The problem: Gather all lines in the records below that include the word "request".

Task material:

//! The `quizmark report` command.

use std::path::PathBuf;

use anyhow::{Context, Result};
use comfy_table::{Cell, Table};

use quizmark_core::model::Roster;
use quizmark_core::parser;
use quizmark_core::report::AdminReport;
use quizmark_core::traits::ResultStore;
use quizmark_store::config::load_config_from;
use quizmark_store::FileStore;

pub async fn execute(
    test_path: PathBuf,
    results_dir: PathBuf,
    roster_path: Option<PathBuf>,
    format: String,
    output: Option<PathBuf>,
    config_path: Option<PathBuf>,
) -> Result<()> {
    let config = load_config_from(config_path.as_deref())?;
    let session = config.session();
    session.require_admin("the report command")?;

    let test = super::load_test(&test_path)?;
    let roster = match &roster_path {
        Some(path) => parser::parse_roster(path)?,
        None => Roster::default(),
    };

    let store = FileStore::new(&results_dir);
    let results = store
        .list_for_test(&test.id)
        .await
        .with_context(|| format!("failed to read results from {}", results_dir.display()))?;

    let threshold = test.passing_percentage.unwrap_or(config.passing_percentage);
    let report = AdminReport::build(&session, &test, results, &roster, threshold)?;

    if let Some(path) = &output {
        report.save_json(path)?;
        eprintln!("Report saved to: {}", path.display());
    }

    match format.as_str() {
        "markdown" | "md" => println!("{}", report.to_markdown()),
        "json" => println!("{}", serde_json::to_string_pretty(&report)?),
        _ => print_text(&report),
    }

    Ok(())
}

fn print_text(report: &AdminReport) {
    let s = &report.stats;
    println!("{} ({})", report.test.title, report.test.id);
    println!(
        "Attempts: {} ({} completed, {} expired, {} in progress)",
        s.attempts, s.completed, s.expired, s.in_progress
    );
    println!(
        "Average {:.2}%  Median {:.2}%  Min {:.2}%  Max {:.2}%",
        s.average_percentage, s.median_percentage, s.min_percentage, s.max_percentage
    );
    println!(
        "Pass rate {:.1}% (pass mark {}%), average time {}s",
        s.pass_rate * 100.0,
        s.passing_percentage,
        s.average_time_spent_secs
    );

    let mut questions = Table::new();
    questions.set_header(vec!["Question", "Answered", "Correct", "Correct rate"]);
    for q in s.per_question.values() {
        questions.add_row(vec![
            Cell::new(&q.question_id),
            Cell::new(q.answered),
            Cell::new(q.correct),
            Cell::new(format!("{:.1}%", q.correct_rate * 100.0)),
        ]);
    }
    println!("\n{questions}");

    if !s.per_group.is_empty() {
        let mut groups = Table::new();
        groups.set_header(vec!["Group", "Completed", "Average", "Pass rate"]);
        for g in s.per_group.values() {
            groups.add_row(vec![
                Cell::new(&g.group),
                Cell::new(g.completed),
                Cell::new(format!("{:.2}%", g.average_percentage)),
                Cell::new(format!("{:.1}%", g.pass_rate * 100.0)),
            ]);
        }
        println!("\n{groups}");
    }
}
//! The `quizmark init` command.

use anyhow::Result;

pub fn execute() -> Result<()> {
    if std::path::Path::new("quizmark.toml").exists() {
        println!("quizmark.toml already exists, skipping.");
    } else {
        std::fs::write("quizmark.toml", SAMPLE_CONFIG)?;
        println!("Created quizmark.toml");
    }

    std::fs::create_dir_all("tests")?;
    let example_path = std::path::Path::new("tests/example.toml");
    if example_path.exists() {
        println!("tests/example.toml already exists, skipping.");
    } else {
        std::fs::write(example_path, EXAMPLE_TEST)?;
        println!("Created tests/example.toml");
    }

    println!("\nNext steps:");
    println!("  1. Edit quizmark.toml to pick a result store");
    println!("  2. Run: quizmark validate --test tests/example.toml");
    println!("  3. Run: quizmark score --test tests/example.toml --answers <sheet.json>");

    Ok(())
}

const SAMPLE_CONFIG: &str = r#"# quizmark configuration

default_store = "local"
passing_percentage = 60.0
parallelism = 4
max_retries = 3
retry_delay_ms = 500

[session]
user_id = "admin"
role = "admin"
token = "${QUIZMARK_TOKEN}"

[stores.local]
type = "file"
dir = "./quizmark-results"

# [stores.cloud]
# type = "rest"
# base_url = "https://db.example.com/v1"
# token = "${QUIZMARK_DB_TOKEN}"
"#;

const EXAMPLE_TEST: &str = r#"[test]
id = "example"
title = "Example Quiz"
description = "A short quiz to get started"
category = "test"
time_limit_secs = 600
passing_percentage = 60.0

[[questions]]
id = "capital"
type = "single"
text = "What is the capital of France?"
options = [
    { id = "a", text = "Berlin" },
    { id = "b", text = "Paris", is_correct = true },
    { id = "c", text = "Madrid" },
]

[[questions]]
id = "primes"
type = "multiple"
text = "Which of these numbers are prime?"
points = 2
options = [
    { id = "x", text = "2", is_correct = true },
    { id = "y", text = "4" },
    { id = "z", text = "7", is_correct = true },
]

[[questions]]
id = "feedback"
type = "text"
text = "Anything you would like to add?"
"#;
//! Result store error types.
//!
//! Defined in `quizmark-core` so the grading engine can decide on retries
//! from the error variant rather than its message.

use thiserror::Error;

/// Errors that can occur when talking to a result store.
#[derive(Debug, Error)]
pub enum StoreError {
    /// No record with this id.
    #[error("result not found: {0}")]
    NotFound(String),

    /// The record exists and may no longer change.
    #[error("conflict: {0}")]
    Conflict(String),

    /// Missing or rejected credentials.
    #[error("unauthorized: {0}")]
    Unauthorized(String),

    /// The backend returned an error response.
    #[error("backend error (HTTP {status}): {message}")]
    Backend { status: u16, message: String },

    /// The request timed out.
    #[error("request timed out after {0}s")]
    Timeout(u64),

    /// A network error occurred.
    #[error("network error: {0}")]
    Network(String),

    /// Local storage failed.
    #[error("I/O error: {0}")]
    Io(#[from] std::io::Error),

    /// A record could not be encoded or decoded.
    #[error("serialization error: {0}")]
    Serialization(#[from] serde_json::Error),
}

impl StoreError {
    /// Returns `true` if retrying cannot help.
    pub fn is_permanent(&self) -> bool {
        match self {
            StoreError::NotFound(_)
            | StoreError::Conflict(_)
            | StoreError::Unauthorized(_)
            | StoreError::Serialization(_) => true,
            StoreError::Backend { status, .. } => *status < 500 && !matches!(status, 408 | 429),
            StoreError::Timeout(_) | StoreError::Network(_) | StoreError::Io(_) => false,
        }
    }
}

#[cfg(test)]
mod tests {
    use super::*;

    #[test]
    fn permanence() {
        assert!(StoreError::Conflict("x".into()).is_permanent());
        assert!(StoreError::Unauthorized("x".into()).is_permanent());
        assert!(!StoreError::Timeout(5).is_permanent());
        assert!(!StoreError::Network("reset".into()).is_permanent());
        assert!(!StoreError::Backend {
            status: 503,
            message: "busy".into()
        }
        .is_permanent());
        assert!(!StoreError::Backend {
            status: 429,
            message: "slow down".into()
        }
        .is_permanent());
        assert!(!StoreError::Backend {
            status: 408,
            message: "request timeout".into()
        }
        .is_permanent());
        assert!(StoreError::Backend {
            status: 400,
            message: "bad".into()
        }
        .is_permanent());
    }

    #[test]
    fn display() {
        let err = StoreError::Backend {
            status: 502,
            message: "bad gateway".into(),
        };
        assert_eq!(err.to_string(), "backend error (HTTP 502): bad gateway");
    }
}
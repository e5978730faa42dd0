//! quizmark-runner: taking and submitting attempts.
//!
//! An [`Attempt`] collects answers and reports live progress; the
//! [`AttemptRunner`] finishes it and saves the result exactly once, and a
//! [`TimedAttempt`] submits automatically when the time limit runs out.

pub mod attempt;
pub mod timed;

use std::sync::Arc;

use chrono::{DateTime, Utc};
use serde::{Deserialize, Serialize};

use quizmark_core::model::Answer;
use quizmark_core::results::{AttemptResult, AttemptStatus};
use quizmark_core::scoring::ScoreResult;
use quizmark_core::traits::ResultStore;

pub use attempt::{Attempt, AttemptError, QuestionReview};
pub use timed::TimedAttempt;

/// Receives live progress and submission events.
pub trait ProgressReporter: Send + Sync {
    fn on_progress(&self, attempt: &Attempt, progress: &ScoreResult);
    fn on_submitted(&self, result: &AttemptResult, stored_id: &str);
}

/// No-op progress reporter.
pub struct NoopReporter;

impl ProgressReporter for NoopReporter {
    fn on_progress(&self, _: &Attempt, _: &ScoreResult) {}
    fn on_submitted(&self, _: &AttemptResult, _: &str) {}
}

/// What a successful submission hands back.
#[derive(Debug, Clone, Serialize, Deserialize)]
pub struct SubmitReceipt {
    /// Id assigned by the store.
    pub stored_id: String,
    pub result: AttemptResult,
}

/// Drives attempts against a result store.
pub struct AttemptRunner {
    store: Arc<dyn ResultStore>,
    reporter: Arc<dyn ProgressReporter>,
}

impl AttemptRunner {
    pub fn new(store: Arc<dyn ResultStore>) -> Self {
        Self {
            store,
            reporter: Arc::new(NoopReporter),
        }
    }

    pub fn with_reporter(mut self, reporter: Arc<dyn ProgressReporter>) -> Self {
        self.reporter = reporter;
        self
    }

    pub fn store(&self) -> &Arc<dyn ResultStore> {
        &self.store
    }

    /// Record an answer and report the new live progress.
    pub fn answer(
        &self,
        attempt: &mut Attempt,
        question_id: &str,
        answer: Answer,
    ) -> Result<ScoreResult, AttemptError> {
        let progress = attempt.answer(question_id, answer)?;
        self.reporter.on_progress(attempt, &progress);
        Ok(progress)
    }

    /// Finish the attempt if needed and save its result once.
    ///
    /// When the save fails the attempt stays finished but unsubmitted, so
    /// calling `submit` again retries the save with the same result.
    pub async fn submit(
        &self,
        attempt: &mut Attempt,
        now: DateTime<Utc>,
    ) -> Result<SubmitReceipt, AttemptError> {
        if attempt.stored_id().is_some() {
            return Err(AttemptError::AlreadySubmitted(attempt.id()));
        }

        let result = match attempt.status() {
            AttemptStatus::InProgress => attempt.finish(now)?,
            AttemptStatus::Completed | AttemptStatus::Expired => attempt.result().clone(),
        };

        let saved = self.store.save(&result).await?;
        attempt.mark_submitted(saved.id.clone());
        tracing::info!(
            attempt = %result.id,
            store = self.store.name(),
            stored_id = %saved.id,
            "attempt submitted"
        );
        self.reporter.on_submitted(&result, &saved.id);

        Ok(SubmitReceipt {
            stored_id: saved.id,
            result,
        })
    }
}
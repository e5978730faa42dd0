//! Result store backed by a document database's REST API.

use std::time::Duration;

use async_trait::async_trait;
use serde::Deserialize;
use tracing::instrument;
use uuid::Uuid;

use quizmark_core::error::StoreError;
use quizmark_core::results::AttemptResult;
use quizmark_core::traits::{ResultStore, SavedResult};

const DEFAULT_TIMEOUT_SECS: u64 = 30;
const COLLECTION: &str = "collections/results";

/// Remote document-database store.
///
/// Note: custom Debug impl masks the bearer token.
pub struct RestStore {
    base_url: String,
    token: Option<String>,
    client: reqwest::Client,
}

impl std::fmt::Debug for RestStore {
    fn fmt(&self, f: &mut std::fmt::Formatter<'_>) -> std::fmt::Result {
        f.debug_struct("RestStore")
            .field("base_url", &self.base_url)
            .field("token", &self.token.as_ref().map(|_| "***"))
            .finish()
    }
}

#[derive(Deserialize)]
struct CreatedResponse {
    id: String,
}

impl RestStore {
    pub fn new(base_url: &str, token: Option<String>) -> Self {
        let client = reqwest::Client::builder()
            .timeout(Duration::from_secs(DEFAULT_TIMEOUT_SECS))
            .build()
            .expect("failed to build HTTP client");

        Self {
            base_url: base_url.trim_end_matches('/').to_string(),
            token: token.filter(|t| !t.is_empty()),
            client,
        }
    }

    fn collection_url(&self) -> String {
        format!("{}/{COLLECTION}", self.base_url)
    }

    fn authorized(&self, request: reqwest::RequestBuilder) -> reqwest::RequestBuilder {
        match &self.token {
            Some(token) => request.bearer_auth(token),
            None => request,
        }
    }

    async fn send(&self, request: reqwest::RequestBuilder) -> Result<reqwest::Response, StoreError> {
        let response = self
            .authorized(request)
            .send()
            .await
            .map_err(|e| self.transport_error(e))?;

        let status = response.status().as_u16();
        if status < 400 {
            return Ok(response);
        }

        let body = response.text().await.unwrap_or_default();
        Err(match status {
            401 | 403 => StoreError::Unauthorized(body),
            404 => StoreError::NotFound(body),
            409 => StoreError::Conflict(body),
            _ => StoreError::Backend {
                status,
                message: body,
            },
        })
    }

    fn transport_error(&self, e: reqwest::Error) -> StoreError {
        if e.is_timeout() {
            StoreError::Timeout(DEFAULT_TIMEOUT_SECS)
        } else if e.is_connect() {
            StoreError::Network(format!("store not reachable at {}: {e}", self.base_url))
        } else {
            StoreError::Network(e.to_string())
        }
    }

    async fn decode<T: serde::de::DeserializeOwned>(
        response: reqwest::Response,
    ) -> Result<T, StoreError> {
        let body = response
            .text()
            .await
            .map_err(|e| StoreError::Network(e.to_string()))?;
        Ok(serde_json::from_str(&body)?)
    }
}

#[async_trait]
impl ResultStore for RestStore {
    fn name(&self) -> &str {
        "rest"
    }

    #[instrument(skip(self, result), fields(id = %result.id, test_id = %result.test_id))]
    async fn save(&self, result: &AttemptResult) -> Result<SavedResult, StoreError> {
        let response = self
            .send(self.client.post(self.collection_url()).json(result))
            .await?;
        let created: CreatedResponse = Self::decode(response).await?;
        tracing::debug!(stored_id = %created.id, "result saved");
        Ok(SavedResult { id: created.id })
    }

    #[instrument(skip(self))]
    async fn get(&self, id: Uuid) -> Result<AttemptResult, StoreError> {
        let url = format!("{}/{id}", self.collection_url());
        let response = self.send(self.client.get(url)).await?;
        Self::decode(response).await
    }

    #[instrument(skip(self))]
    async fn list_for_test(&self, test_id: &str) -> Result<Vec<AttemptResult>, StoreError> {
        let mut url = reqwest::Url::parse(&self.collection_url())
            .map_err(|e| StoreError::Network(format!("invalid store URL: {e}")))?;
        url.query_pairs_mut().append_pair("test_id", test_id);

        let response = self.send(self.client.get(url)).await?;
        Self::decode(response).await
    }
}
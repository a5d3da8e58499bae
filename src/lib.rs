//! This crate contains the persistent build log and distributed file cache
//! of an incremental build system.
//!
//! # File formats
//!
//! - **`.ninja_log`-style build logs**
//!
//!   The [`buildlog`] module reads and writes the on-disk journal that
//!   records, for every output a build has ever produced, the hash of the
//!   command that produced it and the wall-clock times and restat-mtime of
//!   that run. See [`buildlog::BuildLog`].
//!
//! - **`Makefile`-style dependency files**
//!
//!   The [`depfile`] module parses the dependency files written by
//!   compilers such as GCC and Clang.
//!
//! - **Peer list files**
//!
//!   The [`hostlist`] module parses the JSON array of `{host, port}` peers
//!   that seeds a [`dcache::DCache`].
//!
//! # Distributed cache
//!
//! - [`daemon`] implements the TCP server that each peer runs to serve the
//!   raw bytes of files under its local build directory.
//! - [`dcache`] implements the client side: given an ordered list of peers,
//!   ask each one in turn for a file until somebody has it.
//!
//! # Utilities
//!
//! - [`hash`] contains the MurmurHash2-A implementation used to fingerprint
//!   command lines for the build log.
//! - [`error`] contains the crate-wide [`Error`][error::Error] type, plus
//!   [`ErrorWithLocation`][error::ErrorWithLocation] for attaching file/line
//!   information to parse errors.
//! - [`config`] contains the deserializable configuration for the daemon
//!   and the cache client.

pub mod buildlog;
pub mod config;
pub mod daemon;
pub mod dcache;
pub mod depfile;
pub mod error;
pub mod hash;
pub mod hostlist;
pub mod line_reader;
pub mod mtime;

Answer for the task:
    /// The request timed out.
    #[error("request timed out after {0}s")]
            message: "request timeout".into()
    fn authorized(&self, request: reqwest::RequestBuilder) -> reqwest::RequestBuilder {
            Some(token) => request.bearer_auth(token),
            None => request,
    async fn send(&self, request: reqwest::RequestBuilder) -> Result<reqwest::Response, StoreError> {
            .authorized(request)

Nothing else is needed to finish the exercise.